Umgang mit Unterrichtsstörungen

Im Umgang mit Unterrichtsstörungen ist es wichtig, die Betrachtung der Formen und Ursachen nicht zu vernachlässigen. Denn die große Anzahl an Möglichkeiten und Ausprägungen lässt es kaum zu, Störungen des Unterrichts zu verhindern. Schon Biller schlug vor, sich vorzugsweise auf die Behebung von vermeidbaren Störungen zu konzentrieren, und von einem Anrennen gegen unvermeidbare Störungen abzusehen.

Das Konzept der Störungsprävention zeigt die Möglichkeit, sich auf die Behebung dieser vermeidbaren Störungen zu konzentrieren. Dabei hat die Lehrkraft die Möglichkeit, den Unterricht fachdidaktisch, methodisch und schülerbezogen zu gestalten, um drohende Störungen frühzeitig abzuwenden. Diese gestalterischen Möglichkeiten können während der Planung mitbedacht werden, um eventuellen Störungen des Unterrichts von vornherein vorzubeugen.

Umgang mit Unterrichtsstörungen –
Prävention als Gesundheitsvorsorge

Kowalcyk und Bottich setzen den Begriff der Prävention aus dem Gesundheitswesen in einen interessanten pädagogischen Kontext im Umgang mit Unterrichtsstörungen. So wird der Begriff im medizinischen, genau wie im pädagogischen Bereich, als vorbeugende Maßnahme verstanden. Im Gesundheitswesen wird zwischen einer primären Prävention, einer sekundären Prävention und der tertiären Prävention unterschieden.

  • Die primäre Prävention stellt die allgemeine Gesundheitsvorsorge in Form der Gesundheitserziehung, Aufklärung, Finanzierung und Organisation des leistungsfähigen Gesundheitswesens dar.
  • Zur sekundären Prävention zählen Maßnahmen zur Vorbeugung in Form von Vorsorgeuntersuchungen oder Ernährungsvorschläge für krankheitsbedingte Risikopersonen.
  • Eine tertiäre Prävention meint die unmittelbare medizinische Behandlung von Krankheiten.

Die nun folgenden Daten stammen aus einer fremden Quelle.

// ==========================================
// 生产进度对账系统 - 数据提供者
// ==========================================
// 职责: 对账一次运行所需四类输入的注入点
// 实现: InMemoryProvider (测试/嵌入) / FileProvider (本地落地文件)
// ==========================================

use std::path::PathBuf;

use chrono::NaiveDate;

use crate::domain::alias::AliasBook;
use crate::domain::record::{ActualRecord, MasterCatalogEntry, PlanRecord};
use crate::importer;
use crate::repository::alias_store;
use crate::repository::error::{DataAccessError, DataAccessResult};

/// 对账输入的数据访问能力
///
/// 引擎对固定输入是纯函数; 缓存、网络、凭证等都留在实现侧。
pub trait DataProvider {
    /// 读取指定日期的生产计划 (原文名称)
    fn load_plan(&self, date: NaiveDate) -> DataAccessResult<Vec<PlanRecord>>;

    /// 读取指定日期的生产实绩
    fn load_actuals(&self, date: NaiveDate) -> DataAccessResult<Vec<ActualRecord>>;

    /// 读取产品主数据
    fn load_catalog(&self) -> DataAccessResult<Vec<MasterCatalogEntry>>;

    /// 读取别名辞书 (缺失 -> 空辞书)
    fn load_aliases(&self) -> DataAccessResult<AliasBook>;
}

// ==========================================
// InMemoryProvider - 内存数据提供者
// ==========================================
// 测试与嵌入场景用; 持有的即返回的
#[derive(Debug, Clone, Default)]
pub struct InMemoryProvider {
    pub plans: Vec<PlanRecord>,
    pub actuals: Vec<ActualRecord>,
    pub catalog: Vec<MasterCatalogEntry>,
    pub aliases: AliasBook,
}

impl DataProvider for InMemoryProvider {
    fn load_plan(&self, date: NaiveDate) -> DataAccessResult<Vec<PlanRecord>> {
        // 上游已按日期过滤; 这里再按计划日期收窄一次, 保证语义一致
        Ok(self
            .plans
            .iter()
            .filter(|p| p.plan_date().map(|d| d == date).unwrap_or(true))
            .cloned()
            .collect())
    }

    fn load_actuals(&self, date: NaiveDate) -> DataAccessResult<Vec<ActualRecord>> {
        Ok(self
            .actuals
            .iter()
            .filter(|a| a.date == date)
            .cloned()
            .collect())
    }

    fn load_catalog(&self) -> DataAccessResult<Vec<MasterCatalogEntry>> {
        Ok(self.catalog.clone())
    }

    fn load_aliases(&self) -> DataAccessResult<AliasBook> {
        Ok(self.aliases.clone())
    }
}

// ==========================================
// FileProvider - 本地文件数据提供者
// ==========================================
// 消费已导出的落地文件; 路径由配置层给出
#[derive(Debug, Clone)]
pub struct FileProvider {
    pub plan_path: Option<PathBuf>,    // 计划 CSV
    pub results_path: Option<PathBuf>, // 实绩工作簿
    pub catalog_path: Option<PathBuf>, // 产品主数据
    pub alias_path: Option<PathBuf>,   // 别名辞书 JSON
}

impl DataProvider for FileProvider {
    fn load_plan(&self, date: NaiveDate) -> DataAccessResult<Vec<PlanRecord>> {
        let path = self
            .plan_path
            .as_ref()
            .ok_or_else(|| DataAccessError::NotConfigured("plan".to_string()))?;
        Ok(importer::load_plan(path, date)?)
    }

    fn load_actuals(&self, date: NaiveDate) -> DataAccessResult<Vec<ActualRecord>> {
        let path = self
            .results_path
            .as_ref()
            .ok_or_else(|| DataAccessError::NotConfigured("results".to_string()))?;
        Ok(importer::load_results(path, date)?)
    }

    fn load_catalog(&self) -> DataAccessResult<Vec<MasterCatalogEntry>> {
        let path = self
            .catalog_path
            .as_ref()
            .ok_or_else(|| DataAccessError::NotConfigured("catalog".to_string()))?;
        Ok(importer::load_catalog(path)?)
    }

    fn load_aliases(&self) -> DataAccessResult<AliasBook> {
        match self.alias_path.as_ref() {
            Some(path) => alias_store::load_alias_book(path),
            // 未配置与缺失同义: 空辞书
            None => Ok(AliasBook::default()),
        }
    }
}
// ==========================================
// 生产进度对账系统 - 生产实绩导入
// ==========================================
// 来源: 实绩导出工作簿 (production records)
// 列: line / customer / product / actualQuantity / date / editSessions
// editSessions: JSON 数组 [{"startTime":"HH:MM","endTime":"HH:MM"}, ...]
// ==========================================

use std::path::Path;

use chrono::{NaiveDate, NaiveDateTime, NaiveTime};
use serde::Deserialize;
use tracing::{debug, info};

use crate::domain::record::{ActualRecord, ActualSession};
use crate::importer::error::ImportResult;
use crate::importer::file_parser::{parse_table, pick};

const LINE_HEADERS: &[&str] = &["line", "担当設備", "ライン"];
const CUSTOMER_HEADERS: &[&str] = &["customer", "お客様名"];
const PRODUCT_HEADERS: &[&str] = &["product", "商品名"];
const QUANTITY_HEADERS: &[&str] = &["actualQuantity", "実生産数"];
const DATE_HEADERS: &[&str] = &["date", "日付"];
const SESSIONS_HEADERS: &[&str] = &["editSessions"];

/// editSessions 内的单个区间
#[derive(Debug, Deserialize)]
struct SessionSpec {
    #[serde(rename = "startTime")]
    start_time: Option<String>,
    #[serde(rename = "endTime")]
    end_time: Option<String>,
}

/// 读取指定日期的生产实绩
///
/// # 行为
/// - 仅保留 date == target_date 的行
/// - editSessions 解析失败或缺失 -> 空区间列表 (不报错)
/// - 区间时刻为 "HH:MM", 锚定到记录日期
/// - 数量非数值 -> None
pub fn load_results(path: &Path, target_date: NaiveDate) -> ImportResult<Vec<ActualRecord>> {
    let rows = parse_table(path)?;

    let mut records = Vec::new();
    for row in &rows {
        let date = pick(row, DATE_HEADERS).and_then(parse_date);
        if date != Some(target_date) {
            continue;
        }

        let sessions = pick(row, SESSIONS_HEADERS)
            .map(|raw| parse_sessions(raw, target_date))
            .unwrap_or_default();

        records.push(ActualRecord {
            line: pick(row, LINE_HEADERS).unwrap_or("").to_string(),
            customer_name: pick(row, CUSTOMER_HEADERS).unwrap_or("").to_string(),
            product_name: pick(row, PRODUCT_HEADERS).unwrap_or("").to_string(),
            date: target_date,
            quantity: pick(row, QUANTITY_HEADERS).and_then(parse_quantity),
            sessions,
        });
    }

    info!(rows = records.len(), date = %target_date, "results loaded");
    Ok(records)
}

/// 解析 editSessions JSON; 任何解析失败都退化为空列表
fn parse_sessions(raw: &str, date: NaiveDate) -> Vec<ActualSession> {
    let specs: Vec<SessionSpec> = match serde_json::from_str(raw) {
        Ok(specs) => specs,
        Err(err) => {
            debug!(%err, "unparsable editSessions, treating as empty");
            return Vec::new();
        }
    };

    let mut sessions = Vec::new();
    for spec in specs {
        let (Some(start_raw), Some(end_raw)) = (spec.start_time, spec.end_time) else {
            continue;
        };
        let (Some(start), Some(end)) = (
            combine_date_time(date, &start_raw),
            combine_date_time(date, &end_raw),
        ) else {
            continue;
        };
        sessions.push(ActualSession::new(start, end));
    }
    sessions
}

fn parse_date(value: &str) -> Option<NaiveDate> {
    for format in ["%Y-%m-%d", "%Y/%m/%d"] {
        if let Ok(date) = NaiveDate::parse_from_str(value, format) {
            return Some(date);
        }
    }
    for format in ["%Y-%m-%d %H:%M:%S", "%Y/%m/%d %H:%M:%S"] {
        if let Ok(dt) = NaiveDateTime::parse_from_str(value, format) {
            return Some(dt.date());
        }
    }
    None
}

fn combine_date_time(date: NaiveDate, time: &str) -> Option<NaiveDateTime> {
    for format in ["%H:%M", "%H:%M:%S"] {
        if let Ok(t) = NaiveTime::parse_from_str(time.trim(), format) {
            return Some(date.and_time(t));
        }
    }
    None
}

fn parse_quantity(value: &str) -> Option<f64> {
    let cleaned = value.trim().replace(',', "");
    if cleaned.is_empty() {
        return None;
    }
    cleaned.parse::<f64>().ok()
}
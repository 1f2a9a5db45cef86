// ==========================================
// 生产进度对账系统 - CLI 主入口
// ==========================================
// 用法: production-progress [YYYY-MM-DD]
// 职责: 读取落地文件 -> 执行对账 -> 打印进度表与时间线
// 红线: 仅做壳层; 全部逻辑在库内
// ==========================================

use anyhow::{Context, Result};
use chrono::{Local, NaiveDate};

use production_progress::config::AppConfig;
use production_progress::engine::TimelineBuilder;
use production_progress::repository::DataProvider;
use production_progress::{logging, MergedRecord, ReconciliationPipeline};

fn main() -> Result<()> {
    logging::init();

    tracing::info!("==================================================");
    tracing::info!("{} v{}", production_progress::APP_NAME, production_progress::VERSION);
    tracing::info!("==================================================");

    // 对象日: 第一引数 (YYYY-MM-DD), 缺省为今天
    let target_date = match std::env::args().nth(1) {
        Some(arg) => NaiveDate::parse_from_str(&arg, "%Y-%m-%d")
            .with_context(|| format!("日付の形式が不正です (YYYY-MM-DD): {}", arg))?,
        None => Local::now().date_naive(),
    };
    let now = Local::now().naive_local();

    let config = AppConfig::from_env();
    tracing::info!("数据目录: {}", config.data_dir.display());
    let provider = config.file_provider();

    let plans = provider.load_plan(target_date)?;
    let actuals = provider.load_actuals(target_date)?;
    let catalog = provider.load_catalog()?;
    let aliases = provider.load_aliases()?;

    let pipeline = ReconciliationPipeline::new();
    let rows = pipeline.build_progress_table(&plans, &actuals, &catalog, &aliases, now);

    if rows.is_empty() {
        println!("{} 对象数据不存在", target_date);
        return Ok(());
    }

    print_progress_table(&rows);

    let timeline = TimelineBuilder::new().build(&rows, target_date);
    if !timeline.is_empty() {
        println!();
        print_timeline(&timeline);
    }

    Ok(())
}

fn print_progress_table(rows: &[MergedRecord]) {
    println!(
        "{:<20} {:<6} {:<16} {:<16} {:>8} {:>8} {:>8} {:>7} {:>7} {:>8}",
        "status", "line", "customer", "product", "plan_qty", "act_qty", "qty_dlt", "start", "end", "min_dlt"
    );
    for row in rows {
        println!(
            "{:<20} {:<6} {:<16} {:<16} {:>8} {:>8} {:>8} {:>7} {:>7} {:>8}",
            row.status.map(|s| s.to_string()).unwrap_or_default(),
            row.line,
            row.customer_name,
            row.product_name,
            fmt_qty(row.planned_quantity),
            fmt_qty(row.actual_quantity),
            fmt_delta(row.quantity_delta),
            fmt_time(row.planned_start),
            fmt_time(row.planned_end),
            fmt_delta(row.duration_delta_minutes),
        );
    }
}

fn print_timeline(timeline: &production_progress::TimelineMatrix) {
    println!("timeline ({} slots)", timeline.slot_labels.len());
    for row in &timeline.rows {
        let cells: String = row
            .cells
            .iter()
            .map(|cell| match cell.to_string().as_str() {
                "planned" => '░',
                "actual-within-plan" => '█',
                "actual-overrun" => '▓',
                _ => '·',
            })
            .collect();
        println!("{:<6} {:<16} {:<16} {}", row.line, row.customer_name, row.product_name, cells);
    }
}

fn fmt_qty(value: Option<f64>) -> String {
    value.map(|v| format!("{:.0}", v)).unwrap_or_else(|| "-".to_string())
}

fn fmt_delta(value: Option<f64>) -> String {
    value.map(|v| format!("{:+.0}", v)).unwrap_or_else(|| "-".to_string())
}

fn fmt_time(value: Option<chrono::NaiveDateTime>) -> String {
    value
        .map(|t| t.format("%H:%M").to_string())
        .unwrap_or_else(|| "-".to_string())
}
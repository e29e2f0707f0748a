use std::{fmt::Display, path::Path};
use chrono::{DateTime, Local, TimeZone, Utc};
use filetime::FileTime;
use crate::error::{Error, Result};
use crate::util::{self, command_extensions::*};
use super::times::TimeAggregate;

/// Date format accepted by `SetFile -d`
const SETFILE_DATE_FORMAT: &str = "%m/%d/%Y %H:%M:%S";

/// Render time for `SetFile`, which expects the time in the given (local) zone
pub fn setfile_date<Tz>(time: DateTime<Utc>, tz: &Tz) -> String
where
    Tz: TimeZone,
    Tz::Offset: Display,
{
    time.with_timezone(tz).format(SETFILE_DATE_FORMAT).to_string()
}

pub fn creation_command(setfile: &Path, creation_time: DateTime<Utc>, dest: &Path) -> Command {
    let mut cmd = Command::new(setfile);
    cmd.arg("-d")
        .arg(setfile_date(creation_time, &Local))
        .arg(dest);

    cmd
}

/// Set birth time of `dest` using the external tool
pub fn stamp_creation(setfile: &Path, creation_time: DateTime<Utc>, dest: &Path) -> Result<()> {
    tracing::info!("Setting creation time: {}", setfile_date(creation_time, &Local));

    util::run_tool(&mut creation_command(setfile, creation_time, dest))
        .map_err(|x| Error::TimestampApplyFailure {
            path: dest.to_path_buf(),
            reason: x.to_string(),
        })
}

/// Set access time to creation and modification time to latest modification
pub fn stamp_times(dest: &Path, times: &TimeAggregate) -> Result<()> {
    let atime = FileTime::from_system_time(times.earliest_creation.into());
    let mtime = FileTime::from_system_time(times.latest_modification.into());

    tracing::debug!(?dest, ?atime, ?mtime, "Setting file times");

    filetime::set_file_times(dest, atime, mtime)
        .map_err(|x| Error::TimestampApplyFailure {
            path: dest.to_path_buf(),
            reason: x.to_string(),
        })
}
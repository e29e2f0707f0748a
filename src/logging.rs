use tracing_subscriber::{fmt, prelude::*, EnvFilter};

/// Install global subscriber writing to stderr
///
/// `RUST_LOG` takes precedence over the verbosity flags
pub fn init_tracing(verbose: u8, quiet: bool) {
    let filter = EnvFilter::try_from_default_env()
        .unwrap_or_else(|_| EnvFilter::new(level_filter(verbose, quiet)));

    tracing_subscriber::registry()
        .with(fmt::layer().with_writer(std::io::stderr).with_target(false))
        .with(filter)
        .init();
}

fn level_filter(verbose: u8, quiet: bool) -> &'static str {
    match (quiet, verbose) {
        (true, _) => "warn",
        (false, 0) => "info",
        (false, 1) => "debug",
        (false, _) => "trace",
    }
}

#[cfg(test)]
mod tests {
    use super::level_filter;

    #[test]
    fn level_filter_test() {
        assert_eq!(level_filter(0, false), "info");
        assert_eq!(level_filter(1, false), "debug");
        assert_eq!(level_filter(5, false), "trace");
        assert_eq!(level_filter(0, true), "warn");
    }
}
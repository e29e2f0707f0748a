use std::{fmt, path::{Path, PathBuf}};
use serde::Serialize;
use crate::error::{Error, Result};
use crate::requirements::Toolchain;
use crate::util::{command_extensions::*, PathExt};
use super::concat::{concat_command, concat_files};
use super::plan::{validate_inputs, MergePlan};
use super::stamp::{creation_command, stamp_creation, stamp_times};
use super::times::TimeAggregate;

/// Progress of a single merge, no stage is ever entered twice
#[derive(Debug, Clone, Copy, PartialEq, Eq)]
enum MergeStage {
    Validating,
    Ordering,
    Concatenating,
    StampingCreation,
    StampingTimes,
    Done,
}

impl fmt::Display for MergeStage {
    fn fmt(&self, f: &mut fmt::Formatter<'_>) -> fmt::Result {
        let name = match self {
            MergeStage::Validating => "validating",
            MergeStage::Ordering => "ordering",
            MergeStage::Concatenating => "concatenating",
            MergeStage::StampingCreation => "stamping creation time",
            MergeStage::StampingTimes => "stamping file times",
            MergeStage::Done => "done",
        };

        f.write_str(name)
    }
}

#[derive(Debug, Clone, Default)]
pub struct MergeOptions {
    /// Just print the plan and commands that would've been ran, do not modify filesystem
    pub dry_run: bool,

    /// Directory for the concat list, system temp dir if not set
    pub temp_dir: Option<PathBuf>,

    /// Directory relative inputs are resolved against, current dir if not set
    pub working_dir: Option<PathBuf>,
}

/// What a dry run prints
#[derive(Serialize)]
struct DryRun<'a> {
    output: &'a Path,
    times: &'a TimeAggregate,
    plan: &'a MergePlan,
}

/// Merge chapters into `dest` and stamp it with the aggregated times
///
/// Inputs are ordered by their names, not the order given. The whole merge is aborted on the first
/// invalid input and nothing is written in that case. Relative `dest` and inputs are resolved
/// against the working directory of `options`
pub fn merge_files(
    tools: &Toolchain,
    options: &MergeOptions,
    dest: &Path,
    inputs: &[impl AsRef<Path>],
    times: &TimeAggregate,
) -> Result<MergePlan> {
    let mut merge = Merge {
        tools,
        options,
        dest: dest.to_path_buf(),
        stage: MergeStage::Validating,
    };

    let result = merge.run(inputs, times);

    // reporting the error is up to the caller
    match &result {
        Ok(plan) => tracing::info!("Merged {} files into {:?}", plan.len(), merge.dest),
        Err(x) => tracing::debug!(stage = %merge.stage, kind = x.kind(), "Merge failed"),
    }

    result
}

struct Merge<'a> {
    tools: &'a Toolchain,
    options: &'a MergeOptions,
    dest: PathBuf,
    stage: MergeStage,
}

impl Merge<'_> {
    fn enter(&mut self, stage: MergeStage) {
        tracing::debug!(%stage, "Merge stage");
        self.stage = stage;
    }

    fn run(&mut self, inputs: &[impl AsRef<Path>], times: &TimeAggregate) -> Result<MergePlan> {
        self.enter(MergeStage::Validating);

        let cwd = match &self.options.working_dir {
            Some(x) => x.clone(),
            None => std::env::current_dir().map_err(|x| Error::io("get working directory", x))?,
        };

        self.dest = self.dest.absolute_from(&cwd);
        let files = validate_inputs(inputs, &cwd)?;

        self.enter(MergeStage::Ordering);
        let plan = MergePlan::new(files);

        if self.options.dry_run {
            self.print_dry_run(&plan, times)?;
            self.enter(MergeStage::Done);
            return Ok(plan);
        }

        self.enter(MergeStage::Concatenating);
        tracing::info!("Merging {} files into {:?}", plan.len(), self.dest);
        concat_files(
            &self.tools.ffmpeg,
            &plan,
            times.earliest_creation,
            &self.dest,
            self.options.temp_dir.as_deref(),
        )?;

        self.enter(MergeStage::StampingCreation);
        stamp_creation(&self.tools.setfile, times.earliest_creation, &self.dest)?;

        self.enter(MergeStage::StampingTimes);
        stamp_times(&self.dest, times)?;

        self.enter(MergeStage::Done);
        Ok(plan)
    }

    fn print_dry_run(&self, plan: &MergePlan, times: &TimeAggregate) -> Result<()> {
        let report = DryRun { output: &self.dest, times, plan };
        println!("{}", serde_json::to_string_pretty(&report)?);

        let commands = [
            concat_command(&self.tools.ffmpeg, Path::new("<concat list>"), times.earliest_creation, &self.dest),
            creation_command(&self.tools.setfile, times.earliest_creation, &self.dest),
        ];
        for cmd in commands {
            println!("(CMD) {}", cmd.escaped_cmd());
        }

        Ok(())
    }
}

Auf den pädagogischen Bereich übertragen, entspricht die primäre Prävention einer kindgerechten Gestaltung von schulischen und außerschulischen Lebens- und Lernbedingungen für alle Kinder.

Die sekundäre Prävention bietet schulische und außerschulische Angebote für Kinder, die noch nicht als störanfällig gelten, jedoch zur Risikogruppe zählen.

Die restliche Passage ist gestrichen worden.